EXERCISE GOAL - Reproduce every entry word for word.

RECORD EXTRACTS -
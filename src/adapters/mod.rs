//! One adapter per managed server. Each owns at most one tracked process.

mod apache;
mod database;
mod nginx;
mod php;

pub use apache::ApacheServer;
pub use database::{background_adapter, BackgroundServer};
pub use nginx::NginxServer;
pub use php::PhpRuntime;

use async_trait::async_trait;
use std::path::PathBuf;
use std::sync::{Arc, Mutex};

use crate::clienv::Layout;
use crate::error::Result;
use crate::logging::EventLog;
use crate::module::ModuleKind;
use crate::pidfile::PidRecordStore;
use crate::runner::{LaunchSpec, ProcessHandle, ProcessRunner};

#[derive(Debug, Clone, Copy, PartialEq, Eq)]
pub enum StartStatus {
    Launched(u32),
    AlreadyRunning,
}

#[derive(Debug, Clone, Copy, PartialEq, Eq)]
pub enum StopStatus {
    Stopped,
    NotRunning,
}

#[async_trait]
pub trait ServiceAdapter: Send + Sync {
    fn kind(&self) -> ModuleKind;

    fn version(&self) -> &str;

    /// Regenerate runtime configuration. Returns the written file, if any.
    fn configure(&self) -> Result<Option<PathBuf>> {
        Ok(None)
    }

    /// Launch unless already confirmed running.
    async fn start(&self) -> Result<StartStatus>;

    /// Terminate the tracked process only.
    async fn stop(&self) -> Result<StopStatus>;

    async fn restart(&self) -> Result<StartStatus> {
        if let Err(e) = self.stop().await {
            tracing::warn!(component = %self.kind(), error = %e, "Stop before restart failed");
        }
        self.start().await
    }

    /// Kill every process carrying this adapter's executable name, tracked or not.
    async fn reap_orphans(&self) -> Result<usize>;

    fn is_running(&self) -> bool;

    fn handle(&self) -> Option<ProcessHandle>;
}

/// Shared collaborators handed to every adapter.
#[derive(Clone)]
pub struct AdapterContext {
    pub layout: Arc<Layout>,
    pub runner: Arc<dyn ProcessRunner>,
    pub events: Arc<EventLog>,
    pub records: PidRecordStore,
}

impl AdapterContext {
    pub fn new(layout: Arc<Layout>, runner: Arc<dyn ProcessRunner>, events: Arc<EventLog>) -> Self {
        let records = PidRecordStore::new(layout.pids_dir());
        Self {
            layout,
            runner,
            events,
            records,
        }
    }
}

/// The single process an adapter owns, mirrored to its PID record.
pub(crate) struct TrackedProcess {
    kind: ModuleKind,
    ctx: AdapterContext,
    handle: Mutex<Option<ProcessHandle>>,
}

impl TrackedProcess {
    /// Adopt a live process from a previous session, discarding stale records.
    pub(crate) fn new(kind: ModuleKind, ctx: AdapterContext) -> Self {
        let adopted = match ctx.records.load(kind) {
            Some(handle) if ctx.runner.is_alive(&handle) => {
                tracing::debug!(component = %kind, pid = handle.pid, "Adopted running process");
                Some(handle)
            }
            Some(stale) => {
                tracing::debug!(component = %kind, pid = stale.pid, "Dropping stale PID record");
                if let Err(e) = ctx.records.remove(kind) {
                    tracing::warn!(component = %kind, error = %e, "Failed to remove stale PID record");
                }
                None
            }
            None => None,
        };

        Self {
            kind,
            ctx,
            handle: Mutex::new(adopted),
        }
    }

    pub(crate) fn ctx(&self) -> &AdapterContext {
        &self.ctx
    }

    fn slot(&self) -> std::sync::MutexGuard<'_, Option<ProcessHandle>> {
        self.handle.lock().unwrap_or_else(|e| e.into_inner())
    }

    pub(crate) fn handle(&self) -> Option<ProcessHandle> {
        self.slot().clone()
    }

    /// Whether the tracked process is confirmed alive. A dead one is forgotten.
    pub(crate) fn is_running(&self) -> bool {
        let Some(handle) = self.handle() else {
            return false;
        };
        if self.ctx.runner.is_alive(&handle) {
            return true;
        }
        self.ctx.events.warn(
            self.kind,
            format!("process {} is no longer running", handle.pid),
        );
        self.forget();
        false
    }

    fn forget(&self) {
        *self.slot() = None;
        if let Err(e) = self.ctx.records.remove(self.kind) {
            tracing::warn!(component = %self.kind, error = %e, "Failed to remove PID record");
        }
    }

    pub(crate) async fn launch(&self, spec: LaunchSpec) -> Result<StartStatus> {
        if self.is_running() {
            tracing::info!(component = %self.kind, "Already running");
            return Ok(StartStatus::AlreadyRunning);
        }

        let handle = match self.ctx.runner.spawn(&spec).await {
            Ok(handle) => handle,
            Err(e) => {
                self.ctx.events.error(self.kind, e.to_string());
                return Err(e);
            }
        };

        if let Err(e) = self.ctx.records.save(&handle) {
            tracing::warn!(component = %self.kind, error = %e, "Failed to persist PID record");
        }
        self.ctx
            .events
            .info(self.kind, format!("started (pid {})", handle.pid));

        let pid = handle.pid;
        *self.slot() = Some(handle);
        Ok(StartStatus::Launched(pid))
    }

    pub(crate) async fn stop(&self) -> Result<StopStatus> {
        let Some(handle) = self.handle() else {
            return Ok(StopStatus::NotRunning);
        };

        if let Err(e) = self.ctx.runner.terminate(&handle).await {
            self.ctx.events.error(self.kind, e.to_string());
            return Err(e);
        }

        self.forget();
        self.ctx
            .events
            .info(self.kind, format!("stopped (pid {})", handle.pid));
        Ok(StopStatus::Stopped)
    }

    pub(crate) async fn reap(&self, executables: &[&str]) -> Result<usize> {
        let mut killed = 0;
        for executable in executables {
            killed += self.ctx.runner.kill_by_name(self.kind, executable).await?;
        }
        if self.handle().is_some() {
            self.forget();
        }
        if killed > 0 {
            self.ctx
                .events
                .warn(self.kind, format!("reaped {} orphan process(es)", killed));
        }
        Ok(killed)
    }

    pub(crate) fn log_sink(&self) -> PathBuf {
        self.ctx.layout.component_log_path(self.kind)
    }
}


#[cfg(test)]
mod tests {
    use super::fixtures::Fixture;
    use super::*;

    async fn record_live_process(fx: &Fixture, kind: ModuleKind) -> ProcessHandle {
        let spec = LaunchSpec::new(kind, kind.executable_name(), fx.layout.component_log_path(kind));
        let handle = fx.runner.spawn(&spec).await.unwrap();
        fx.ctx().records.save(&handle).unwrap();
        handle
    }

    #[tokio::test]
    async fn live_record_is_adopted() {
        let fx = Fixture::new();
        let handle = record_live_process(&fx, ModuleKind::Nginx).await;

        let process = TrackedProcess::new(ModuleKind::Nginx, fx.ctx());
        assert_eq!(process.handle().map(|h| h.pid), Some(handle.pid));
        assert!(process.is_running());
    }

    #[tokio::test]
    async fn stale_record_is_dropped_on_adoption() {
        let fx = Fixture::new();
        let handle = record_live_process(&fx, ModuleKind::Nginx).await;
        fx.runner.crash(handle.pid);

        let process = TrackedProcess::new(ModuleKind::Nginx, fx.ctx());
        assert!(process.handle().is_none());
        assert!(fx.ctx().records.load(ModuleKind::Nginx).is_none());
        assert!(!fx.layout.pids_dir().join("nginx.json").exists());
    }
}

WRITTEN RESPONSE -
filename src/adapters/mod.rs
//! One adapter per managed server. Each owns at most one tracked process.

mod apache;
mod database;
mod nginx;
mod php;

pub use apache::ApacheServer;
pub use database::{background_adapter, BackgroundServer};
pub use nginx::NginxServer;
pub use php::PhpRuntime;

use async_trait::async_trait;
use std::path::PathBuf;
use std::sync::{Arc, Mutex};

use crate::clienv::Layout;
use crate::error::Result;
use crate::logging::EventLog;
use crate::module::ModuleKind;
use crate::pidfile::PidRecordStore;
use crate::runner::{LaunchSpec, ProcessHandle, ProcessRunner};

#[derive(Debug, Clone, Copy, PartialEq, Eq)]
pub enum StartStatus {
    Launched(u32),
    AlreadyRunning,
}

#[derive(Debug, Clone, Copy, PartialEq, Eq)]
pub enum StopStatus {
    Stopped,
    NotRunning,
}

#[async_trait]
pub trait ServiceAdapter: Send + Sync {
    fn kind(&self) -> ModuleKind;

    fn version(&self) -> &str;

    /// Regenerate runtime configuration. Returns the written file, if any.
    fn configure(&self) -> Result<Option<PathBuf>> {
        Ok(None)
    }

    /// Launch unless already confirmed running.
    async fn start(&self) -> Result<StartStatus>;

    /// Terminate the tracked process only.
    async fn stop(&self) -> Result<StopStatus>;

    async fn restart(&self) -> Result<StartStatus> {
        if let Err(e) = self.stop().await {
            tracing::warn!(component = %self.kind(), error = %e, "Stop before restart failed");
        }
        self.start().await
    }

    /// Kill every process carrying this adapter's executable name, tracked or not.
    async fn reap_orphans(&self) -> Result<usize>;

    fn is_running(&self) -> bool;

    fn handle(&self) -> Option<ProcessHandle>;
}

/// Shared collaborators handed to every adapter.
#[derive(Clone)]
pub struct AdapterContext {
    pub layout: Arc<Layout>,
    pub runner: Arc<dyn ProcessRunner>,
    pub events: Arc<EventLog>,
    pub records: PidRecordStore,
}

impl AdapterContext {
    pub fn new(layout: Arc<Layout>, runner: Arc<dyn ProcessRunner>, events: Arc<EventLog>) -> Self {
        let records = PidRecordStore::new(layout.pids_dir());
        Self {
            layout,
            runner,
            events,
            records,
        }
    }
}

/// The single process an adapter owns, mirrored to its PID record.
pub(crate) struct TrackedProcess {
    kind: ModuleKind,
    ctx: AdapterContext,
    handle: Mutex<Option<ProcessHandle>>,
}

impl TrackedProcess {
    /// Adopt a live process from a previous session, discarding stale records.
    pub(crate) fn new(kind: ModuleKind, ctx: AdapterContext) -> Self {
        let adopted = match ctx.records.load(kind) {
            Some(handle) if ctx.runner.is_alive(&handle) => {
                tracing::debug!(component = %kind, pid = handle.pid, "Adopted running process");
                Some(handle)
            }
            Some(stale) => {
                tracing::debug!(component = %kind, pid = stale.pid, "Dropping stale PID record");
                if let Err(e) = ctx.records.remove(kind) {
                    tracing::warn!(component = %kind, error = %e, "Failed to remove stale PID record");
                }
                None
            }
            None => None,
        };

        Self {
            kind,
            ctx,
            handle: Mutex::new(adopted),
        }
    }

    pub(crate) fn ctx(&self) -> &AdapterContext {
        &self.ctx
    }

    fn slot(&self) -> std::sync::MutexGuard<'_, Option<ProcessHandle>> {
        self.handle.lock().unwrap_or_else(|e| e.into_inner())
    }

    pub(crate) fn handle(&self) -> Option<ProcessHandle> {
        self.slot().clone()
    }

    /// Whether the tracked process is confirmed alive. A dead one is forgotten.
    pub(crate) fn is_running(&self) -> bool {
        let Some(handle) = self.handle() else {
            return false;
        };
        if self.ctx.runner.is_alive(&handle) {
            return true;
        }
        self.ctx.events.warn(
            self.kind,
            format!("process {} is no longer running", handle.pid),
        );
        self.forget();
        false
    }

    fn forget(&self) {
        *self.slot() = None;
        if let Err(e) = self.ctx.records.remove(self.kind) {
            tracing::warn!(component = %self.kind, error = %e, "Failed to remove PID record");
        }
    }

    pub(crate) async fn launch(&self, spec: LaunchSpec) -> Result<StartStatus> {
        if self.is_running() {
            tracing::info!(component = %self.kind, "Already running");
            return Ok(StartStatus::AlreadyRunning);
        }

        let handle = match self.ctx.runner.spawn(&spec).await {
            Ok(handle) => handle,
            Err(e) => {
                self.ctx.events.error(self.kind, e.to_string());
                return Err(e);
            }
        };

        if let Err(e) = self.ctx.records.save(&handle) {
            tracing::warn!(component = %self.kind, error = %e, "Failed to persist PID record");
        }
        self.ctx
            .events
            .info(self.kind, format!("started (pid {})", handle.pid));

        let pid = handle.pid;
        *self.slot() = Some(handle);
        Ok(StartStatus::Launched(pid))
    }

    pub(crate) async fn stop(&self) -> Result<StopStatus> {
        let Some(handle) = self.handle() else {
            return Ok(StopStatus::NotRunning);
        };

        if let Err(e) = self.ctx.runner.terminate(&handle).await {
            self.ctx.events.error(self.kind, e.to_string());
            return Err(e);
        }

        self.forget();
        self.ctx
            .events
            .info(self.kind, format!("stopped (pid {})", handle.pid));
        Ok(StopStatus::Stopped)
    }

    pub(crate) async fn reap(&self, executables: &[&str]) -> Result<usize> {
        let mut killed = 0;
        for executable in executables {
            killed += self.ctx.runner.kill_by_name(self.kind, executable).await?;
        }
        if self.handle().is_some() {
            self.forget();
        }
        if killed > 0 {
            self.ctx
                .events
                .warn(self.kind, format!("reaped {} orphan process(es)", killed));
        }
        Ok(killed)
    }

    pub(crate) fn log_sink(&self) -> PathBuf {
        self.ctx.layout.component_log_path(self.kind)
    }
}


#[cfg(test)]
mod tests {
    use super::fixtures::Fixture;
    use super::*;

    async fn record_live_process(fx: &Fixture, kind: ModuleKind) -> ProcessHandle {
        let spec = LaunchSpec::new(kind, kind.executable_name(), fx.layout.component_log_path(kind));
        let handle = fx.runner.spawn(&spec).await.unwrap();
        fx.ctx().records.save(&handle).unwrap();
        handle
    }

    #[tokio::test]
    async fn live_record_is_adopted() {
        let fx = Fixture::new();
        let handle = record_live_process(&fx, ModuleKind::Nginx).await;

        let process = TrackedProcess::new(ModuleKind::Nginx, fx.ctx());
        assert_eq!(process.handle().map(|h| h.pid), Some(handle.pid));
        assert!(process.is_running());
    }

    #[tokio::test]
    async fn stale_record_is_dropped_on_adoption() {
        let fx = Fixture::new();
        let handle = record_live_process(&fx, ModuleKind::Nginx).await;
        fx.runner.crash(handle.pid);

        let process = TrackedProcess::new(ModuleKind::Nginx, fx.ctx());
        assert!(process.handle().is_none());
        assert!(fx.ctx().records.load(ModuleKind::Nginx).is_none());
        assert!(!fx.layout.pids_dir().join("nginx.json").exists());
    }
}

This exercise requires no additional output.